An apparent lice-like insect crawling on dinosaur feathers, as found preserved in mid-Cretaceous amber.

An apparent lice-like insect crawling on dinosaur feathers, as found preserved in mid-Cretaceous amber.
Image: Taiping Gao

Scientists are challenging the reported discovery of fossilized lice-like bugs crawling through dinosaur feathers, but the original researchers are standing by their interpretation. Y’all know what this means, right? Science fight!

In this corner, we have a team led by Taiping Gao from Capital Normal University in China. Back in 2019, this group claimed to have discovered a previously unknown louse-like insect, dubbed Mesophthirus engeli, found trapped in Burmese amber. A total of 10 specimens were found in two chunks of amber, all dating back some 100 million years ago to the mid-Cretaceous. Damaged dinosaur feathers were also detected within the amber fossils, prompting the scientists to declare it the oldest known example of dinosaur parasitism in the fossil record. Their resulting peer-reviewed paper was published in Nature Communications.

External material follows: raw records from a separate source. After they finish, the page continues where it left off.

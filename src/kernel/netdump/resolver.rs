use super::input::network_poll;
use super::session::Session;
use crate::error::{Error, Result};
use crate::net::arp::ArpPacket;
use crate::net::device::{self, NetDevice};
use crate::net::ethernet::MacAddr;

/// Finds the hardware address of the next hop toward the server.
///
/// A resolved session answers at once without touching the wire. Otherwise a
/// broadcast who-has goes out each round, followed by up to `polls` polls.
/// A failed broadcast only costs its round.
pub fn arp_gateway<D: NetDevice + ?Sized>(session: &mut Session, dev: &mut D) -> Result<MacAddr> {
    if let Some(mac) = session.gateway_mac() {
        return Ok(mac);
    }

    let gateway = session.gateway();
    let tunables = session.config().tunables;
    let request = ArpPacket::request(dev.hw_addr(), session.client(), gateway);
    let frame = request.to_frame()?;

    for round in 0..tunables.arp_rounds() {
        crate::trace!(NETDUMP, "[netdump] who-has {} (round {})", gateway, round);
        if let Err(e) = device::transmit(dev, frame.as_slice()) {
            log::debug!("netdump: arp request for {} failed: {}", gateway, e);
        }
        for _ in 0..tunables.polls {
            network_poll(session, dev);
            if let Some(mac) = session.gateway_mac() {
                return Ok(mac);
            }
            dev.delay_us(tunables.poll_delay_us);
        }
    }

    log::error!("netdump: failed to ARP the gateway {}", gateway);
    Err(Error::Timeout)
}

#[cfg(test)]
mod tests {
    use super::*;
    use crate::net::arp::{self, ArpOp};
    use crate::net::driver::loopback::{LoopbackDevice, Responder, RxQueue, Silent};
    use crate::net::ethernet::{self as eth, ETHERTYPE_ARP};
    use crate::net::ip::IpAddr;
    use crate::netdump::config::{NetdumpConfig, Tunables};

    const OUR_MAC: MacAddr = MacAddr([2, 0, 0, 0, 0, 1]);
    const GW_MAC: MacAddr = MacAddr([2, 0, 0, 0, 0, 0xfe]);
    const CLIENT: IpAddr = IpAddr::new(192, 168, 1, 10);
    const SERVER: IpAddr = IpAddr::new(10, 1, 1, 1);
    const GATEWAY: IpAddr = IpAddr::new(192, 168, 1, 1);

    /// Answers who-has for the gateway after ignoring the first `ignore` requests.
    #[derive(Default)]
    struct Router {
        ignore: u32,
        requests: u32,
        targets: Option<IpAddr>,
    }

    impl Responder for Router {
        fn on_transmit(&mut self, frame: &[u8], rx: &mut RxQueue) {
            let Ok(eth) = eth::input(frame) else { return };
            if eth.ethertype != ETHERTYPE_ARP || eth.dst != MacAddr::BROADCAST {
                return;
            }
            let Ok(req) = arp::parse(eth.payload) else { return };
            if req.op != ArpOp::Request {
                return;
            }
            self.requests += 1;
            self.targets = Some(req.target_ip);
            if self.requests <= self.ignore || req.target_ip != GATEWAY {
                return;
            }
            let reply = req.reply_to(GW_MAC);
            let frame = reply.to_frame().unwrap();
            rx.push(frame.as_slice()).unwrap();
        }
    }

    fn session(tunables: Tunables) -> Session {
        let config = NetdumpConfig::new("em0", CLIENT, SERVER)
            .unwrap()
            .with_gateway(GATEWAY)
            .with_tunables(tunables);
        Session::new(config)
    }

    fn small() -> Tunables {
        Tunables {
            retries: 3,
            polls: 5,
            ..Tunables::default()
        }
    }

    #[test]
    fn resolves_through_the_gateway() {
        let mut s = session(small());
        let mut dev = LoopbackDevice::new("em0", OUR_MAC, 1500, Router::default());
        assert_eq!(arp_gateway(&mut s, &mut dev), Ok(GW_MAC));
        assert_eq!(s.gateway_mac(), Some(GW_MAC));
        assert_eq!(dev.responder().requests, 1);
        assert_eq!(dev.responder().targets, Some(GATEWAY));
    }

    #[test]
    fn resolves_the_server_without_a_gateway() {
        let config = NetdumpConfig::new("em0", CLIENT, GATEWAY)
            .unwrap()
            .with_tunables(small());
        let mut s = Session::new(config);
        let mut dev = LoopbackDevice::new("em0", OUR_MAC, 1500, Router::default());
        assert_eq!(arp_gateway(&mut s, &mut dev), Ok(GW_MAC));
        assert_eq!(dev.responder().targets, Some(GATEWAY));
    }

    #[test]
    fn resolved_session_stays_off_the_wire() {
        let mut s = session(small());
        s.set_gateway_mac(GW_MAC);
        let mut dev = LoopbackDevice::new("em0", OUR_MAC, 1500, Router::default());
        assert_eq!(arp_gateway(&mut s, &mut dev), Ok(GW_MAC));
        assert_eq!(dev.stats().tx_frames, 0);
        assert_eq!(dev.stats().polls, 0);
    }

    #[test]
    fn rebroadcasts_when_ignored() {
        let mut s = session(small());
        let router = Router {
            ignore: 2,
            ..Router::default()
        };
        let mut dev = LoopbackDevice::new("em0", OUR_MAC, 1500, router);
        assert_eq!(arp_gateway(&mut s, &mut dev), Ok(GW_MAC));
        assert_eq!(dev.responder().requests, 3);
    }

    #[test]
    fn gives_up_after_the_budget() {
        let mut s = session(small());
        let mut dev = LoopbackDevice::new("em0", OUR_MAC, 1500, Silent);
        assert_eq!(arp_gateway(&mut s, &mut dev), Err(Error::Timeout));
        let stats = dev.stats();
        assert_eq!(stats.tx_frames, 3);
        assert_eq!(stats.polls, 15);
        assert_eq!(stats.delay_us, 15 * 500);
        assert!(!s.is_resolved());
    }

    #[test]
    fn arp_retries_override_the_transmit_budget() {
        let mut s = session(Tunables {
            arp_retries: Some(1),
            ..small()
        });
        let mut dev = LoopbackDevice::new("em0", OUR_MAC, 1500, Silent);
        assert_eq!(arp_gateway(&mut s, &mut dev), Err(Error::Timeout));
        assert_eq!(dev.stats().tx_frames, 1);
    }

    #[test]
    fn failed_broadcast_uses_up_a_round() {
        let mut s = session(small());
        let mut dev = LoopbackDevice::new("em0", OUR_MAC, 1500, Router::default());
        dev.fail_next_transmits(1, Error::QueueFull);
        assert_eq!(arp_gateway(&mut s, &mut dev), Ok(GW_MAC));
        assert_eq!(dev.stats().tx_errors, 1);
        assert_eq!(dev.responder().requests, 1);
        assert_eq!(dev.stats().polls, 6);
    }
}
use super::session::Session;
use super::wire::{self, MsgHeader};
use super::NETDUMP_ACKPORT;
use crate::error::{Error, Result};
use crate::net::device::{self, NetDevice};
use crate::net::ethernet::{wrap_ethernet, MacAddr, ETHERTYPE_IP};
use crate::net::packet::PacketBuf;
use crate::net::udp::{self, UdpEndpoint};

/// Builds the frame for one message fragment, addressed to the server through
/// the resolved next hop. An IP packet larger than `mtu` is `FrameTooLarge`;
/// nothing is truncated.
pub fn build_frame(
    session: &Session,
    src_mac: MacAddr,
    mtu: usize,
    hdr: &MsgHeader,
    data: &[u8],
) -> Result<PacketBuf> {
    let gw_mac = session.gateway_mac().ok_or(Error::InvalidState)?;
    if udp::UDPIP_HEADER_LEN + wire::HEADER_LEN + data.len() > mtu {
        return Err(Error::FrameTooLarge);
    }
    let mut pkt = PacketBuf::new();
    hdr.emit(pkt.append_zeroed(wire::HEADER_LEN)?);
    pkt.append(data)?;
    let src = UdpEndpoint::new(session.client(), NETDUMP_ACKPORT);
    let dst = UdpEndpoint::new(session.server(), session.server_port());
    udp::encapsulate(&mut pkt, src, dst)?;
    wrap_ethernet(&mut pkt, src_mac, gw_mac, ETHERTYPE_IP)?;
    Ok(pkt)
}

pub fn udp_output<D: NetDevice + ?Sized>(
    session: &mut Session,
    dev: &mut D,
    hdr: &MsgHeader,
    data: &[u8],
) -> Result<()> {
    let pkt = build_frame(session, dev.hw_addr(), dev.mtu(), hdr, data)?;
    crate::trace!(
        NETDUMP,
        "[netdump] tx seq={} type={:?} off={} len={}",
        hdr.seqno,
        hdr.msg_type,
        hdr.offset,
        hdr.len
    );
    device::transmit(dev, pkt.as_slice())?;
    session.stats.frames_sent += 1;
    Ok(())
}
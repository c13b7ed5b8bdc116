//! A scripted dump server for exercising the client over a loopback wire.

use crate::net::arp::{self, ArpOp};
use crate::net::device::RxFrame;
use crate::net::driver::loopback::{Responder, RxQueue};
use crate::net::ethernet::{self, wrap_ethernet, MacAddr, ETHERTYPE_ARP, ETHERTYPE_IP};
use crate::net::ip::IpAddr;
use crate::net::protocol::{ingress, Ingress};
use crate::net::udp::{self, UdpEndpoint};
use crate::netdump::wire::{self, MessageType, MsgHeader};
use crate::netdump::NETDUMP_ACKPORT;

pub const CLIENT_MAC: MacAddr = MacAddr([2, 0, 0, 0, 0, 1]);
pub const SERVER_MAC: MacAddr = MacAddr([2, 0, 0, 0, 0, 2]);
pub const CLIENT: IpAddr = IpAddr::new(10, 0, 0, 10);
pub const SERVER: IpAddr = IpAddr::new(10, 0, 0, 20);

#[derive(Debug, Clone, PartialEq, Eq)]
pub struct Received {
    pub seqno: u32,
    pub msg_type: MessageType,
    pub offset: u64,
    pub len: u32,
    pub dst_port: u16,
    pub data: Vec<u8>,
}

/// Decides whether a message is acknowledged, given how many times its
/// sequence number has now been seen.
pub type AckPolicy = fn(&Received, usize) -> bool;

pub struct DumpServer {
    pub ip: IpAddr,
    pub mac: MacAddr,
    pub reply_port: u16,
    pub answer_arp: bool,
    pub ack: AckPolicy,
    pub received: Vec<Received>,
    pub arp_requests: usize,
}

impl Default for DumpServer {
    fn default() -> Self {
        Self {
            ip: SERVER,
            mac: SERVER_MAC,
            reply_port: 54321,
            answer_arp: true,
            ack: |_, _| true,
            received: Vec::new(),
            arp_requests: 0,
        }
    }
}

impl DumpServer {
    pub fn with_policy(ack: AckPolicy) -> Self {
        Self {
            ack,
            ..Self::default()
        }
    }

    pub fn of_type(&self, msg_type: MessageType) -> impl Iterator<Item = &Received> {
        self.received.iter().filter(move |r| r.msg_type == msg_type)
    }

    /// Seqnos of the frames sent in transmission order.
    pub fn seqnos(&self) -> Vec<u32> {
        self.received.iter().map(|r| r.seqno).collect()
    }

    fn on_arp(&mut self, payload: &[u8], rx: &mut RxQueue) {
        let Ok(req) = arp::parse(payload) else { return };
        if req.op != ArpOp::Request || req.target_ip != self.ip {
            return;
        }
        self.arp_requests += 1;
        if self.answer_arp {
            let frame = req.reply_to(self.mac).to_frame().unwrap();
            let _ = rx.push(frame.as_slice());
        }
    }

    fn on_message(&mut self, frame: &[u8], rx: &mut RxQueue) {
        let Ok(Ingress::Udp { src_mac, datagram }) = ingress(RxFrame::new(frame)) else {
            return;
        };
        if datagram.dst.addr != self.ip || datagram.src.port != NETDUMP_ACKPORT {
            return;
        }
        let Ok(hdr) = MsgHeader::parse(datagram.payload) else { return };
        let rec = Received {
            seqno: hdr.seqno,
            msg_type: hdr.msg_type,
            offset: hdr.offset,
            len: hdr.len,
            dst_port: datagram.dst.port,
            data: datagram.payload[wire::HEADER_LEN..].to_vec(),
        };
        let seen = 1 + self.received.iter().filter(|r| r.seqno == rec.seqno).count();
        let ack = (self.ack)(&rec, seen);
        self.received.push(rec);
        if !ack {
            return;
        }
        let mut payload = [0u8; wire::ACK_LEN];
        wire::emit_ack(&mut payload, hdr.seqno);
        let src = UdpEndpoint::new(self.ip, self.reply_port);
        let mut pkt = udp::build_udp_ip_frame(&payload, src, datagram.src).unwrap();
        wrap_ethernet(&mut pkt, self.mac, src_mac, ETHERTYPE_IP).unwrap();
        let _ = rx.push(pkt.as_slice());
    }
}

impl Responder for DumpServer {
    fn on_transmit(&mut self, frame: &[u8], rx: &mut RxQueue) {
        let Ok(eth) = ethernet::input(frame) else { return };
        match eth.ethertype {
            ETHERTYPE_ARP => self.on_arp(eth.payload, rx),
            ETHERTYPE_IP => self.on_message(frame, rx),
            _ => {}
        }
    }
}
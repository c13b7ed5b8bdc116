#![cfg_attr(not(test), no_std)]

pub mod error;
pub mod net;
pub mod netdump;

pub use error::{Error, Result};
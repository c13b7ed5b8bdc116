use core::sync::atomic::{AtomicU32, Ordering};

bitflags::bitflags! {
    #[derive(Debug, Clone, Copy, PartialEq, Eq)]
    pub struct Flags: u32 {
        const ETHER = 1 << 0;
        const ARP = 1 << 1;
        const IP = 1 << 2;
        const UDP = 1 << 4;
        const DRIVER = 1 << 7;
        const NETDUMP = 1 << 8;
    }
}

static TRACE_FLAGS: AtomicU32 = AtomicU32::new(0);

pub fn is_enabled(flag: Flags) -> bool {
    Flags::from_bits_truncate(TRACE_FLAGS.load(Ordering::Relaxed)).contains(flag)
}

pub fn set_enabled(flags: Flags) {
    TRACE_FLAGS.store(flags.bits(), Ordering::Relaxed);
}

#[macro_export]
macro_rules! trace {
    ($flag:ident, $($arg:tt)*) => {
        if $crate::net::trace::is_enabled($crate::net::trace::Flags::$flag) {
            log::trace!($($arg)*)
        }
    };
}

/// Lets one event in every `period` through.
#[derive(Debug, Clone, Copy)]
pub struct RateLimit {
    period: u32,
    seen: u32,
}

impl RateLimit {
    pub const DEFAULT_PERIOD: u32 = 64;

    pub const fn new(period: u32) -> Self {
        Self { period, seen: 0 }
    }

    pub fn allow(&mut self) -> bool {
        let pass = self.period == 0 || self.seen % self.period == 0;
        self.seen = self.seen.wrapping_add(1);
        pass
    }

    pub fn suppressed(&self) -> u32 {
        if self.period == 0 {
            return 0;
        }
        self.seen - self.seen.div_ceil(self.period)
    }
}

impl Default for RateLimit {
    fn default() -> Self {
        Self::new(Self::DEFAULT_PERIOD)
    }
}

In the other corner, we have Isabelle Vea from the University of Illinois at Chicago and David Grimaldi from the American Museum of Natural History in New York. The duo says this interpretation is wrong, and that these insects couldn’t possibly be feather-feeding parasites. As Vea and Grimaldi point out in a Nature Communications Matters Arising letter published on Friday, the specimens are juvenile-stage scale insects, a group (specifically the Hemiptera order) of bugs that include bedbugs, cicadas, and aphids.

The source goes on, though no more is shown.